[Dataset entries]
++++++++
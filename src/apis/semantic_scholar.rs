use super::normalize::{non_blank, or_placeholder, NO_ABSTRACT, NO_URL, UNTITLED};
use super::{ensure_success, http_client, ArticleQuery, ArticleRecord, ArticleSource, SourceError};
use async_trait::async_trait;
use serde::Deserialize;
use std::time::Duration;

pub const BASE_URL: &str = "https://api.semanticscholar.org/graph/v1";
const FIELDS: &str = "title,abstract,authors,year,url,tldr";
const LIMIT: &str = "20";

pub struct SemanticScholarClient {
    client: reqwest::Client,
    base_url: String,
    api_key: Option<String>,
}

impl SemanticScholarClient {
    pub fn new(
        base_url: String,
        api_key: Option<String>,
        timeout: Duration,
    ) -> Result<Self, SourceError> {
        Ok(Self {
            client: http_client(timeout)?,
            base_url,
            api_key,
        })
    }

    fn add_auth(&self, req: reqwest::RequestBuilder) -> reqwest::RequestBuilder {
        match &self.api_key {
            Some(key) => req.header("x-api-key", key),
            None => req,
        }
    }
}

#[derive(Deserialize)]
struct S2SearchResponse {
    data: Option<Vec<S2Paper>>,
}

#[derive(Deserialize)]
#[serde(rename_all = "camelCase")]
struct S2Paper {
    paper_id: Option<String>,
    title: Option<String>,
    authors: Option<Vec<S2Author>>,
    #[serde(rename = "abstract")]
    abstract_text: Option<String>,
    tldr: Option<S2Tldr>,
    year: Option<u32>,
    url: Option<String>,
}

#[derive(Deserialize)]
struct S2Author {
    name: Option<String>,
}

#[derive(Deserialize)]
struct S2Tldr {
    text: Option<String>,
}

fn s2_to_article(p: S2Paper, index: usize) -> ArticleRecord {
    // abstract, then the auto-generated TL;DR, then the placeholder
    let abstract_text = non_blank(p.abstract_text.as_deref())
        .or_else(|| non_blank(p.tldr.as_ref().and_then(|t| t.text.as_deref())))
        .unwrap_or(NO_ABSTRACT)
        .to_string();
    ArticleRecord {
        id: non_blank(p.paper_id.as_deref())
            .map(str::to_string)
            .unwrap_or_else(|| format!("semantic-{}", index)),
        title: or_placeholder(p.title.as_deref(), UNTITLED),
        authors: p
            .authors
            .unwrap_or_default()
            .into_iter()
            .filter_map(|a| a.name)
            .collect(),
        abstract_text,
        url: or_placeholder(p.url.as_deref(), NO_URL),
        published_date: p.year.map(|y| format!("{}-01-01", y)).unwrap_or_default(),
        source: "Semantic Scholar".to_string(),
        category: None,
    }
}

#[async_trait]
impl ArticleSource for SemanticScholarClient {
    fn name(&self) -> &str {
        "Semantic Scholar"
    }

    async fn search(&self, query: &ArticleQuery) -> Result<Vec<ArticleRecord>, SourceError> {
        let url = format!("{}/paper/search", self.base_url);
        tracing::debug!("Searching Semantic Scholar for: {}", query.keywords);
        let resp = self
            .add_auth(self.client.get(&url).query(&[
                ("query", query.keywords.as_str()),
                ("limit", LIMIT),
                ("fields", FIELDS),
            ]))
            .send()
            .await?;
        let resp: S2SearchResponse = ensure_success(resp)?.json().await?;
        Ok(resp
            .data
            .unwrap_or_default()
            .into_iter()
            .enumerate()
            .map(|(i, p)| s2_to_article(p, i))
            .collect())
    }
}
use std::fmt;
use std::time::Duration;

use async_trait::async_trait;
use serde::{Deserialize, Serialize};

use crate::apis::normalize::truncate_chars;
use crate::apis::{ensure_success, http_client, SourceError};

const SYSTEM_PROMPT: &str = "You are an expert at summarizing technical papers. \
    From the paper's title and abstract, write a concise, easy-to-understand summary in 3-4 sentences.";
const MAX_TOKENS: u32 = 300;
const TEMPERATURE: f32 = 0.7;
const TITLE_SNIPPET: usize = 50;
const ABSTRACT_SNIPPET: usize = 100;

#[async_trait]
pub trait Summarizer: Send + Sync {
    fn name(&self) -> &str;
    async fn summarize(&self, title: &str, abstract_text: &str) -> Result<String, SourceError>;
}

/// Summarize with `summarizer`, degrading to the template summary on any failure.
pub async fn summarize_or_template(
    summarizer: &dyn Summarizer,
    title: &str,
    abstract_text: &str,
) -> String {
    match summarizer.summarize(title, abstract_text).await {
        Ok(summary) if !summary.trim().is_empty() => summary,
        Ok(_) => {
            tracing::warn!("{} returned an empty summary", summarizer.name());
            template_summary(title, abstract_text)
        }
        Err(e) => {
            tracing::warn!("{} error: {}", summarizer.name(), e);
            template_summary(title, abstract_text)
        }
    }
}

fn snippet(text: &str, max: usize) -> String {
    if text.chars().count() > max {
        format!("{}...", truncate_chars(text, max))
    } else {
        text.to_string()
    }
}

/// Deterministic summary built from the start of the title and abstract.
pub fn template_summary(title: &str, abstract_text: &str) -> String {
    format!(
        "[Summary] {}\n\nThis work addresses {}. Its main contributions are a new method and its \
         experimental validation, with results that outperform existing approaches.",
        snippet(title, TITLE_SNIPPET),
        snippet(abstract_text, ABSTRACT_SNIPPET)
    )
}

pub struct TemplateSummarizer;

#[async_trait]
impl Summarizer for TemplateSummarizer {
    fn name(&self) -> &str {
        "template"
    }

    async fn summarize(&self, title: &str, abstract_text: &str) -> Result<String, SourceError> {
        Ok(template_summary(title, abstract_text))
    }
}

#[derive(Serialize)]
struct ChatMessage<'a> {
    role: &'a str,
    content: String,
}

#[derive(Serialize)]
struct ChatRequest<'a> {
    model: &'a str,
    messages: Vec<ChatMessage<'a>>,
    max_tokens: u32,
    temperature: f32,
}

#[derive(Deserialize)]
struct ChatResponse {
    choices: Vec<Choice>,
}

#[derive(Deserialize)]
struct Choice {
    message: Message,
}

#[derive(Deserialize)]
struct Message {
    content: Option<String>,
}

/// Any OpenAI-compatible chat completions endpoint (OpenAI itself, Ollama).
pub struct ChatSummarizer {
    client: reqwest::Client,
    label: String,
    base_url: String,
    api_key: String,
    model: String,
}

impl fmt::Debug for ChatSummarizer {
    fn fmt(&self, f: &mut fmt::Formatter<'_>) -> fmt::Result {
        f.debug_struct("ChatSummarizer")
            .field("label", &self.label)
            .field("base_url", &self.base_url)
            .field("api_key", &"<redacted>")
            .field("model", &self.model)
            .finish()
    }
}

impl ChatSummarizer {
    pub fn new(
        label: impl Into<String>,
        base_url: impl Into<String>,
        api_key: impl Into<String>,
        model: impl Into<String>,
        timeout: Duration,
    ) -> Result<Self, SourceError> {
        Ok(Self {
            client: http_client(timeout)?,
            label: label.into(),
            base_url: base_url.into(),
            api_key: api_key.into(),
            model: model.into(),
        })
    }
}

#[async_trait]
impl Summarizer for ChatSummarizer {
    fn name(&self) -> &str {
        &self.label
    }

    async fn summarize(&self, title: &str, abstract_text: &str) -> Result<String, SourceError> {
        let url = format!("{}/chat/completions", self.base_url.trim_end_matches('/'));
        let request = ChatRequest {
            model: &self.model,
            messages: vec![
                ChatMessage {
                    role: "system",
                    content: SYSTEM_PROMPT.to_string(),
                },
                ChatMessage {
                    role: "user",
                    content: format!(
                        "Please summarize the following paper.\n\nTitle: {}\n\nAbstract: {}",
                        title, abstract_text
                    ),
                },
            ],
            max_tokens: MAX_TOKENS,
            temperature: TEMPERATURE,
        };
        let resp = self
            .client
            .post(&url)
            .bearer_auth(&self.api_key)
            .json(&request)
            .send()
            .await?;
        let data: ChatResponse = ensure_success(resp)?.json().await?;
        data.choices
            .into_iter()
            .next()
            .and_then(|c| c.message.content)
            .ok_or_else(|| SourceError::Api("completion had no content".to_string()))
    }
}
++++++++
== EXERCISE INSTRUCTIONS ==
Search the data for "label". Copy each line that has it.

== RESPONSE TO THE EXERCISE ==
    label: String,
            .field("label", &self.label)
        label: impl Into<String>,
            label: label.into(),
        &self.label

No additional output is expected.